(Beginning of Information given)

//! Database connection pool management.

use std::time::{Duration, Instant};

use sqlx::mysql::{MySqlPool, MySqlPoolOptions};
use tracing::info;

use pulselog_core::{Error, Result};

/// Default maximum number of connections in the pool.
pub const DEFAULT_MAX_CONNECTIONS: u32 = 10;

/// Default connection acquire timeout in seconds.
pub const DEFAULT_CONNECT_TIMEOUT_SECS: u64 = 30;

/// Default idle timeout in seconds.
pub const DEFAULT_IDLE_TIMEOUT_SECS: u64 = 600;

/// Pool configuration options.
#[derive(Debug, Clone)]
pub struct PoolConfig {
    /// Maximum number of connections in the pool.
    pub max_connections: u32,
    /// Minimum number of connections to maintain.
    pub min_connections: u32,
    /// Connection acquire timeout duration.
    pub connect_timeout: Duration,
    /// Idle connection timeout duration.
    pub idle_timeout: Duration,
}

impl Default for PoolConfig {
    fn default() -> Self {
        Self {
            max_connections: DEFAULT_MAX_CONNECTIONS,
            min_connections: 1,
            connect_timeout: Duration::from_secs(DEFAULT_CONNECT_TIMEOUT_SECS),
            idle_timeout: Duration::from_secs(DEFAULT_IDLE_TIMEOUT_SECS),
        }
    }
}

impl PoolConfig {
    /// Create a new pool configuration with default values.
    pub fn new() -> Self {
        Self::default()
    }

    /// Set the maximum number of connections.
    pub fn max_connections(mut self, n: u32) -> Self {
        self.max_connections = n;
        self
    }

    /// Set the minimum number of connections.
    pub fn min_connections(mut self, n: u32) -> Self {
        self.min_connections = n;
        self
    }

    /// Set the connection acquire timeout.
    pub fn connect_timeout(mut self, timeout: Duration) -> Self {
        self.connect_timeout = timeout;
        self
    }

    /// Set the idle connection timeout.
    pub fn idle_timeout(mut self, timeout: Duration) -> Self {
        self.idle_timeout = timeout;
        self
    }
}

/// Create a new MySQL connection pool with default configuration.
pub async fn create_pool(database_url: &str) -> Result<MySqlPool> {
    create_pool_with_config(database_url, PoolConfig::default()).await
}

/// Create a new MySQL connection pool with custom configuration.
pub async fn create_pool_with_config(database_url: &str, config: PoolConfig) -> Result<MySqlPool> {
    let start = Instant::now();

    info!(
        subsystem = "db",
        component = "pool",
        op = "create",
        max_connections = config.max_connections,
        min_connections = config.min_connections,
        connect_timeout_secs = config.connect_timeout.as_secs(),
        idle_timeout_secs = config.idle_timeout.as_secs(),
        "Creating database connection pool"
    );

    let pool = MySqlPoolOptions::new()
        .max_connections(config.max_connections)
        .min_connections(config.min_connections)
        .acquire_timeout(config.connect_timeout)
        .idle_timeout(config.idle_timeout)
        .connect(database_url)
        .await
        .map_err(Error::Database)?;

    info!(
        subsystem = "db",
        component = "pool",
        op = "established",
        pool_size = pool.size(),
        pool_idle = pool.num_idle(),
        duration_ms = start.elapsed().as_millis() as u64,
        "Database connection pool established"
    );
    Ok(pool)
}

#[cfg(test)]
mod tests {
    use super::*;

    #[test]
    fn test_default_max_connections() {
        assert_eq!(DEFAULT_MAX_CONNECTIONS, 10);
    }

    #[test]
    fn test_pool_config_builder() {
        let config = PoolConfig::new()
            .max_connections(20)
            .min_connections(5)
            .connect_timeout(Duration::from_secs(60));

        assert_eq!(config.max_connections, 20);
        assert_eq!(config.min_connections, 5);
        assert_eq!(config.connect_timeout, Duration::from_secs(60));
    }
}
//! Password hashing and verification (Argon2id).

use argon2::password_hash::{
    rand_core::OsRng, PasswordHash, PasswordHasher, PasswordVerifier, SaltString,
};
use argon2::Argon2;

use pulselog_core::{Error, Result};

/// Hash a password with a fresh random salt.
pub fn hash_password(password: &str) -> Result<String> {
    let salt = SaltString::generate(&mut OsRng);
    Argon2::default()
        .hash_password(password.as_bytes(), &salt)
        .map(|hash| hash.to_string())
        .map_err(|e| Error::Internal(format!("password hashing failed: {e}")))
}

/// Verify a password against a stored hash. Unparseable hashes verify false.
pub fn verify_password(password: &str, hashed: &str) -> bool {
    PasswordHash::new(hashed)
        .map(|parsed| {
            Argon2::default()
                .verify_password(password.as_bytes(), &parsed)
                .is_ok()
        })
        .unwrap_or(false)
}
//! Search criteria normalization.
//!
//! Raw query-string parameters arrive as untrusted strings. Normalization is
//! the only path into [`SearchCriteria`]: each recognized field is trimmed and
//! coerced into its domain, and anything malformed is dropped so the search
//! degrades to "no filter on this field" instead of failing hard.

use serde::Deserialize;

use crate::defaults::MAX_FREE_TEXT_LEN;
use crate::models::{Intensity, MatchMode, SortKey, WorkoutType};

/// Raw string-keyed search parameters as they arrive from the query string.
///
/// Covers both the interactive search form (`q`, `mode`) and the public API
/// listing (`search`, `minDuration`, `maxDuration`).
#[derive(Debug, Clone, Default, Deserialize)]
pub struct SearchParams {
    #[serde(default, alias = "search")]
    pub q: Option<String>,
    #[serde(default, rename = "type")]
    pub workout_type: Option<String>,
    #[serde(default)]
    pub intensity: Option<String>,
    #[serde(default, rename = "minDuration")]
    pub min_duration: Option<String>,
    #[serde(default, rename = "maxDuration")]
    pub max_duration: Option<String>,
    #[serde(default)]
    pub mode: Option<String>,
    #[serde(default)]
    pub sort: Option<String>,
}

/// Validated, immutable search criteria.
///
/// Every populated field has passed its domain check; the query builder never
/// sees unvalidated input.
#[derive(Debug, Clone, Default, PartialEq)]
pub struct SearchCriteria {
    pub free_text: Option<String>,
    pub workout_type: Option<WorkoutType>,
    pub intensity: Option<Intensity>,
    pub min_duration: Option<i64>,
    pub max_duration: Option<i64>,
    pub match_mode: MatchMode,
    pub sort: SortKey,
}

fn clean_text(raw: &str) -> Option<String> {
    let trimmed = raw.trim();
    if trimmed.is_empty() {
        return None;
    }
    Some(trimmed.chars().take(MAX_FREE_TEXT_LEN).collect())
}

fn parse_duration(raw: &str) -> Option<i64> {
    raw.trim().parse::<i64>().ok().filter(|v| *v >= 0)
}

impl SearchCriteria {
    /// Create empty criteria (matches everything, newest first).
    pub fn new() -> Self {
        Self::default()
    }

    /// Normalize raw parameters into validated criteria. Pure.
    pub fn from_params(params: &SearchParams) -> Self {
        Self {
            free_text: params.q.as_deref().and_then(clean_text),
            workout_type: params
                .workout_type
                .as_deref()
                .and_then(|s| s.trim().parse().ok()),
            intensity: params
                .intensity
                .as_deref()
                .and_then(|s| s.trim().parse().ok()),
            min_duration: params.min_duration.as_deref().and_then(parse_duration),
            max_duration: params.max_duration.as_deref().and_then(parse_duration),
            match_mode: params
                .mode
                .as_deref()
                .and_then(|s| s.trim().parse().ok())
                .unwrap_or_default(),
            sort: params
                .sort
                .as_deref()
                .and_then(|s| s.trim().parse().ok())
                .unwrap_or_default(),
        }
    }

    /// Set the free-text criterion.
    pub fn with_free_text(mut self, text: impl Into<String>) -> Self {
        self.free_text = clean_text(&text.into());
        self
    }

    /// Filter by workout type.
    pub fn with_type(mut self, workout_type: WorkoutType) -> Self {
        self.workout_type = Some(workout_type);
        self
    }

    /// Filter by intensity.
    pub fn with_intensity(mut self, intensity: Intensity) -> Self {
        self.intensity = Some(intensity);
        self
    }

    /// Require a minimum duration in minutes.
    pub fn with_min_duration(mut self, minutes: i64) -> Self {
        self.min_duration = Some(minutes);
        self
    }

    /// Require a maximum duration in minutes.
    pub fn with_max_duration(mut self, minutes: i64) -> Self {
        self.max_duration = Some(minutes);
        self
    }

    /// Set the free-text matching behavior.
    pub fn with_match_mode(mut self, mode: MatchMode) -> Self {
        self.match_mode = mode;
        self
    }

    /// Set the sort key.
    pub fn with_sort(mut self, sort: SortKey) -> Self {
        self.sort = sort;
        self
    }

    /// Check whether any filter dimension is populated.
    pub fn is_empty(&self) -> bool {
        self.free_text.is_none()
            && self.workout_type.is_none()
            && self.intensity.is_none()
            && self.min_duration.is_none()
            && self.max_duration.is_none()
    }
}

(End of Information given)

### What the task asks
Write out, from the lines above, only those from the line with "pub struct PoolConfig" to the line with "impl Default for", exactly as given, including the first and the last.

### Reply to the exercise
pub struct PoolConfig {
    /// Maximum number of connections in the pool.
    pub max_connections: u32,
    /// Minimum number of connections to maintain.
    pub min_connections: u32,
    /// Connection acquire timeout duration.
    pub connect_timeout: Duration,
    /// Idle connection timeout duration.
    pub idle_timeout: Duration,
}

impl Default for PoolConfig {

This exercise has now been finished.